Comment parler de le film sans être outrageusement laudatif ? Tout m'a plu, j'ai tout trouvé formidable. Les actrices sont exceptionnelles, Adèle Haenel, que j'avais vue il y a peu dans un rôle vraiment différent (Le Daim), garde sa sauvagerie tout en jouant l'aristocrate, elle est profondément émouvante. L'histoire est belle, terrible, tragique, j'ai évidemment pensé à Carol parce que je l'ai revu il y a peu de temps, et que c'est le même genre d'histoire d'amour tragiquement impossible. Le dernier acte est sublime et déchirant, le dernier plan est au-delà des mots et continue de me bouleverser.

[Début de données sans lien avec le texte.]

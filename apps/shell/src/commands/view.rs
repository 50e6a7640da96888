//! # View Commands
//!
//! Cart panel and order form navigation. Transitions the current view does
//! not allow come back as `INVALID_ACTION`.

use mangal_core::{CoreResult, Money, Session, View};
use serde::{Deserialize, Serialize};
use tracing::debug;

use crate::error::ApiError;
use crate::state::SessionState;

/// The active view plus the cart figures the panel or order form shows.
#[derive(Debug, Clone, Serialize, Deserialize)]
#[serde(rename_all = "camelCase")]
pub struct ViewResponse {
    pub view: View,
    /// Distinct lines, as shown on the cart button
    pub item_count: usize,
    /// Cart total ("Сумма заказа" on the order form)
    pub total: Money,
}

fn respond(session: &Session, view: View) -> ViewResponse {
    ViewResponse {
        view,
        item_count: session.item_count(),
        total: session.total(),
    }
}

fn navigate<F>(session: &mut SessionState, action: F) -> Result<ViewResponse, ApiError>
where
    F: FnOnce(&mut Session) -> CoreResult<View>,
{
    session.with_session_mut(|_, s| -> Result<ViewResponse, ApiError> {
        let view = action(s)?;
        Ok(respond(s, view))
    })
}

/// The cart button in the header.
pub fn toggle_cart(session: &mut SessionState) -> ViewResponse {
    debug!("toggle_cart command");
    session.with_session_mut(|_, s| {
        let view = s.toggle_cart();
        respond(s, view)
    })
}

/// The ✕ on the cart panel.
pub fn close_cart(session: &mut SessionState) -> Result<ViewResponse, ApiError> {
    debug!("close_cart command");
    navigate(session, Session::close_cart)
}

/// "Оформить заказ" in the cart panel.
pub fn proceed_to_order(session: &mut SessionState) -> Result<ViewResponse, ApiError> {
    debug!("proceed_to_order command");
    navigate(session, Session::proceed_to_order)
}

/// The ✕ on the order form.
pub fn cancel_order(session: &mut SessionState) -> Result<ViewResponse, ApiError> {
    debug!("cancel_order command");
    navigate(session, Session::cancel_order)
}

#[cfg(test)]
mod tests {
    use super::*;
    use crate::commands::cart::add_to_cart;
    use crate::error::ErrorCode;
    use crate::state::ConfigState;

    #[test]
    fn test_checkout_navigation() {
        let mut state = SessionState::default();
        add_to_cart(&mut state, &ConfigState::default(), 6).unwrap();

        assert_eq!(toggle_cart(&mut state).view, View::ReviewingCart);
        let response = proceed_to_order(&mut state).unwrap();
        assert_eq!(response.view, View::FillingOrder);
        assert_eq!(response.item_count, 1);
        assert_eq!(response.total.units(), 100);

        assert_eq!(cancel_order(&mut state).unwrap().view, View::Browsing);
    }

    #[test]
    fn test_checkout_with_empty_cart() {
        let mut state = SessionState::default();
        toggle_cart(&mut state);
        let err = proceed_to_order(&mut state).unwrap_err();
        assert_eq!(err.code, ErrorCode::CartError);
    }

    #[test]
    fn test_close_when_not_open() {
        let mut state = SessionState::default();
        let err = close_cart(&mut state).unwrap_err();
        assert_eq!(err.code, ErrorCode::InvalidAction);
    }
}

C'est intéressant de constater à quel point c'est un film de femmes : il y a quatre actrices principales, les hommes sont des figurants. La majeure partie du film est un huis clos sur l'île avec Héloïse, Marianne et la servante Sophie, c'est un beau gynécée qui prend fin quand un homme apparaît : horreur ! Cela veut dire que la mère est de retour et que Marianne et Héloïse vont être séparées. La scène de fête au coin du feu est un sabbat : toutes ces femmes sont des sorcières, Sophie qui prépare ses onguents est une sorcière, à leur façon d'être libres Marianne et Héloïse sont également des sorcières : comment ne pas penser au livre de Mona Chollet ?
Pour finir, Céline Sciamma fait évidemment un travail magnifique, dans l'écriture, dans la direction d'actrices, dans les lumières, les cadres ; c'est une banalité, mais la moitié des plans sont des tableaux, la moitié des plans sont chargés d'une force émotionnelle poignante.
Bref, c'est un film super, et je crois que je n'ai pas réussi à ne pas être outrageusement laudatif.
(J'ai tellement aimé ce film que je n'ai pas pu m'empêcher de transcrire sa musique à peine entré chez moi).